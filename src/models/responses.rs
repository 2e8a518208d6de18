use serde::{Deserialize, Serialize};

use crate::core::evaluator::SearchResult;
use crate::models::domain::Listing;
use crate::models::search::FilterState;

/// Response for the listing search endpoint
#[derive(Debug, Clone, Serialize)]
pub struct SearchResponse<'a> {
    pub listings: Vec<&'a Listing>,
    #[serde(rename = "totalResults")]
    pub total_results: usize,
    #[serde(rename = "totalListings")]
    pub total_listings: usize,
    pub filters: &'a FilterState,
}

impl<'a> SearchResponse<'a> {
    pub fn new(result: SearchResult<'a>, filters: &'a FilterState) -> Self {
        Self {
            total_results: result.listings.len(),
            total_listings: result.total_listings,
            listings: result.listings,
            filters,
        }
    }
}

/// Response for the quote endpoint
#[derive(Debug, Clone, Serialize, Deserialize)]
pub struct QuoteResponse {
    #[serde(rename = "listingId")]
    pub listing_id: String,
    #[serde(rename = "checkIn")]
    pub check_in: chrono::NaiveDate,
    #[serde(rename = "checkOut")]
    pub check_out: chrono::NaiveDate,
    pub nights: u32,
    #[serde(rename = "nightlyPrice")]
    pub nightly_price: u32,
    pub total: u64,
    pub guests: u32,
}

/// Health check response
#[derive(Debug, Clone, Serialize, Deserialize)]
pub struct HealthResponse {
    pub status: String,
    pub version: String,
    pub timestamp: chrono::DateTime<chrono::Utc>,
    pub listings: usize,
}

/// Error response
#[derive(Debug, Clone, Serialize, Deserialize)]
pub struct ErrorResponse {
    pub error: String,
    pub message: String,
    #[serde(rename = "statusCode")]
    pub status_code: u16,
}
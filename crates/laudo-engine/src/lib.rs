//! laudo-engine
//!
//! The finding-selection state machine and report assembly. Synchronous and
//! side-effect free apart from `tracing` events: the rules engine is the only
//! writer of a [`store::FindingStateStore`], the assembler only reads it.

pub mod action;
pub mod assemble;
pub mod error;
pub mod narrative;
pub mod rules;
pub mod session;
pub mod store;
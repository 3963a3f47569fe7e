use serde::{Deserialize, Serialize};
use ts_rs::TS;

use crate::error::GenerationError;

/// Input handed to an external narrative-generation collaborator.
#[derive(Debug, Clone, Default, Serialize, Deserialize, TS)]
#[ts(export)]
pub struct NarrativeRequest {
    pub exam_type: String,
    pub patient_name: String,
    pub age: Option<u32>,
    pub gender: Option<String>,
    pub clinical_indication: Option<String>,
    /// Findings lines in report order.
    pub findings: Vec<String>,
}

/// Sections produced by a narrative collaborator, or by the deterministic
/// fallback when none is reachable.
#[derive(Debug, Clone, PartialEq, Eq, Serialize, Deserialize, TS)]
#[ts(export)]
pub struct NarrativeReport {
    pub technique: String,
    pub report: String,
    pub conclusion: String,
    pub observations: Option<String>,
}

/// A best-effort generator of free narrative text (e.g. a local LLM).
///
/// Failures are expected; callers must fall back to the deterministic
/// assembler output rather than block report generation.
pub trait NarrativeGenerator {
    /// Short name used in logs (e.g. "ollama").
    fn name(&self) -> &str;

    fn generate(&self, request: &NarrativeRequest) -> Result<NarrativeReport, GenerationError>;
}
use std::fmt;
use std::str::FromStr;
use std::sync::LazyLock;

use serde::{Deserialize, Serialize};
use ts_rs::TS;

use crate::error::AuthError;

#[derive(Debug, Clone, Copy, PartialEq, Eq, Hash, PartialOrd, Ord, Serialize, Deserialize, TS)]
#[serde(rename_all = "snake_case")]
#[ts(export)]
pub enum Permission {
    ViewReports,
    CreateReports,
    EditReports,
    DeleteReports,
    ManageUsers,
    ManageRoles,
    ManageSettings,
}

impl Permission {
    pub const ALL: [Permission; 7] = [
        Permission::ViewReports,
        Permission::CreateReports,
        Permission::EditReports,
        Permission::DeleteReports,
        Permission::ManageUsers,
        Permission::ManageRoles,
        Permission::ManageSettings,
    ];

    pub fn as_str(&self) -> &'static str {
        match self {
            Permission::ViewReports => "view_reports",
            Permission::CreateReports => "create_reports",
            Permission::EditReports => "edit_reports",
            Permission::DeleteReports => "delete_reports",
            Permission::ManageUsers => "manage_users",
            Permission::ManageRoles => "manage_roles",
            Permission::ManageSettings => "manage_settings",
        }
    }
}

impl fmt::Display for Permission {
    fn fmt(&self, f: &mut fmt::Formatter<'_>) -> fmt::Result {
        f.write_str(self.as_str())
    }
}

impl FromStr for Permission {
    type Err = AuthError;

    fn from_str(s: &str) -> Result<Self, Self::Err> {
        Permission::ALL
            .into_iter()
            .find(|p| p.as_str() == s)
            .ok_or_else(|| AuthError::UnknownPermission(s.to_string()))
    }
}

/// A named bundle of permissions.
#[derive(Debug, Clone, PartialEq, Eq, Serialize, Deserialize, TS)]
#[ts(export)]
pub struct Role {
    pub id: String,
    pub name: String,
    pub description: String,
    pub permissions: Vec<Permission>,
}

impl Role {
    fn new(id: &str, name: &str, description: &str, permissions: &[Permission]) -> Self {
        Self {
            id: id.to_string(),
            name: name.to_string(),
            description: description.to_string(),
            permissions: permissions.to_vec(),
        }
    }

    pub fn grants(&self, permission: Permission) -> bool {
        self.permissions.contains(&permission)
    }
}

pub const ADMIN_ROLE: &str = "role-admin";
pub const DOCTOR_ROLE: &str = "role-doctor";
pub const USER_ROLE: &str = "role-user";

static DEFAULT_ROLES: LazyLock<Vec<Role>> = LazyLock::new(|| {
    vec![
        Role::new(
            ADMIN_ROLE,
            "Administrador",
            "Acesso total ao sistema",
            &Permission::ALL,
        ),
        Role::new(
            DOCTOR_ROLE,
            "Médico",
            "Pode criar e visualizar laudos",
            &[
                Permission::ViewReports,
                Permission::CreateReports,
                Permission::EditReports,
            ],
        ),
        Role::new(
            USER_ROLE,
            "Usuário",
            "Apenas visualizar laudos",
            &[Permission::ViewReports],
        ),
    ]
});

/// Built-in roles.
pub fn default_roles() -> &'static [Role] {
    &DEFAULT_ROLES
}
━━━━━━━━━━
# Goal of the exercise
Everything in the data above should be set down again precisely.

# Task answer
filename src/models/responses.rs
repository 2e8a518208d6de18
use serde::{Deserialize, Serialize};

use crate::core::evaluator::SearchResult;
use crate::models::domain::Listing;
use crate::models::search::FilterState;

/// Response for the listing search endpoint
#[derive(Debug, Clone, Serialize)]
pub struct SearchResponse<'a> {
    pub listings: Vec<&'a Listing>,
    #[serde(rename = "totalResults")]
    pub total_results: usize,
    #[serde(rename = "totalListings")]
    pub total_listings: usize,
    pub filters: &'a FilterState,
}

impl<'a> SearchResponse<'a> {
    pub fn new(result: SearchResult<'a>, filters: &'a FilterState) -> Self {
        Self {
            total_results: result.listings.len(),
            total_listings: result.total_listings,
            listings: result.listings,
            filters,
        }
    }
}

/// Response for the quote endpoint
#[derive(Debug, Clone, Serialize, Deserialize)]
pub struct QuoteResponse {
    #[serde(rename = "listingId")]
    pub listing_id: String,
    #[serde(rename = "checkIn")]
    pub check_in: chrono::NaiveDate,
    #[serde(rename = "checkOut")]
    pub check_out: chrono::NaiveDate,
    pub nights: u32,
    #[serde(rename = "nightlyPrice")]
    pub nightly_price: u32,
    pub total: u64,
    pub guests: u32,
}

/// Health check response
#[derive(Debug, Clone, Serialize, Deserialize)]
pub struct HealthResponse {
    pub status: String,
    pub version: String,
    pub timestamp: chrono::DateTime<chrono::Utc>,
    pub listings: usize,
}

/// Error response
#[derive(Debug, Clone, Serialize, Deserialize)]
pub struct ErrorResponse {
    pub error: String,
    pub message: String,
    #[serde(rename = "statusCode")]
    pub status_code: u16,
}
filename crates/laudo-engine/src/lib.rs
//! laudo-engine
//!
//! The finding-selection state machine and report assembly. Synchronous and
//! side-effect free apart from `tracing` events: the rules engine is the only
//! writer of a [`store::FindingStateStore`], the assembler only reads it.

pub mod action;
pub mod assemble;
pub mod error;
pub mod narrative;
pub mod rules;
pub mod session;
pub mod store;
repository 3963a3f47569fe7e
use serde::{Deserialize, Serialize};
use ts_rs::TS;

use crate::error::GenerationError;

/// Input handed to an external narrative-generation collaborator.
#[derive(Debug, Clone, Default, Serialize, Deserialize, TS)]
#[ts(export)]
pub struct NarrativeRequest {
    pub exam_type: String,
    pub patient_name: String,
    pub age: Option<u32>,
    pub gender: Option<String>,
    pub clinical_indication: Option<String>,
    /// Findings lines in report order.
    pub findings: Vec<String>,
}

/// Sections produced by a narrative collaborator, or by the deterministic
/// fallback when none is reachable.
#[derive(Debug, Clone, PartialEq, Eq, Serialize, Deserialize, TS)]
#[ts(export)]
pub struct NarrativeReport {
    pub technique: String,
    pub report: String,
    pub conclusion: String,
    pub observations: Option<String>,
}

/// A best-effort generator of free narrative text (e.g. a local LLM).
///
/// Failures are expected; callers must fall back to the deterministic
/// assembler output rather than block report generation.
pub trait NarrativeGenerator {
    /// Short name used in logs (e.g. "ollama").
    fn name(&self) -> &str;

    fn generate(&self, request: &NarrativeRequest) -> Result<NarrativeReport, GenerationError>;
}
use std::fmt;
use std::str::FromStr;
use std::sync::LazyLock;

use serde::{Deserialize, Serialize};
use ts_rs::TS;

use crate::error::AuthError;

#[derive(Debug, Clone, Copy, PartialEq, Eq, Hash, PartialOrd, Ord, Serialize, Deserialize, TS)]
#[serde(rename_all = "snake_case")]
#[ts(export)]
pub enum Permission {
    ViewReports,
    CreateReports,
    EditReports,
    DeleteReports,
    ManageUsers,
    ManageRoles,
    ManageSettings,
}

impl Permission {
    pub const ALL: [Permission; 7] = [
        Permission::ViewReports,
        Permission::CreateReports,
        Permission::EditReports,
        Permission::DeleteReports,
        Permission::ManageUsers,
        Permission::ManageRoles,
        Permission::ManageSettings,
    ];

    pub fn as_str(&self) -> &'static str {
        match self {
            Permission::ViewReports => "view_reports",
            Permission::CreateReports => "create_reports",
            Permission::EditReports => "edit_reports",
            Permission::DeleteReports => "delete_reports",
            Permission::ManageUsers => "manage_users",
            Permission::ManageRoles => "manage_roles",
            Permission::ManageSettings => "manage_settings",
        }
    }
}

impl fmt::Display for Permission {
    fn fmt(&self, f: &mut fmt::Formatter<'_>) -> fmt::Result {
        f.write_str(self.as_str())
    }
}

impl FromStr for Permission {
    type Err = AuthError;

    fn from_str(s: &str) -> Result<Self, Self::Err> {
        Permission::ALL
            .into_iter()
            .find(|p| p.as_str() == s)
            .ok_or_else(|| AuthError::UnknownPermission(s.to_string()))
    }
}

/// A named bundle of permissions.
#[derive(Debug, Clone, PartialEq, Eq, Serialize, Deserialize, TS)]
#[ts(export)]
pub struct Role {
    pub id: String,
    pub name: String,
    pub description: String,
    pub permissions: Vec<Permission>,
}

impl Role {
    fn new(id: &str, name: &str, description: &str, permissions: &[Permission]) -> Self {
        Self {
            id: id.to_string(),
            name: name.to_string(),
            description: description.to_string(),
            permissions: permissions.to_vec(),
        }
    }

    pub fn grants(&self, permission: Permission) -> bool {
        self.permissions.contains(&permission)
    }
}

pub const ADMIN_ROLE: &str = "role-admin";
pub const DOCTOR_ROLE: &str = "role-doctor";
pub const USER_ROLE: &str = "role-user";

static DEFAULT_ROLES: LazyLock<Vec<Role>> = LazyLock::new(|| {
    vec![
        Role::new(
            ADMIN_ROLE,
            "Administrador",
            "Acesso total ao sistema",
            &Permission::ALL,
        ),
        Role::new(
            DOCTOR_ROLE,
            "Médico",
            "Pode criar e visualizar laudos",
            &[
                Permission::ViewReports,
                Permission::CreateReports,
                Permission::EditReports,
            ],
        ),
        Role::new(
            USER_ROLE,
            "Usuário",
            "Apenas visualizar laudos",
            &[Permission::ViewReports],
        ),
    ]
});

/// Built-in roles.
pub fn default_roles() -> &'static [Role] {
    &DEFAULT_ROLES
}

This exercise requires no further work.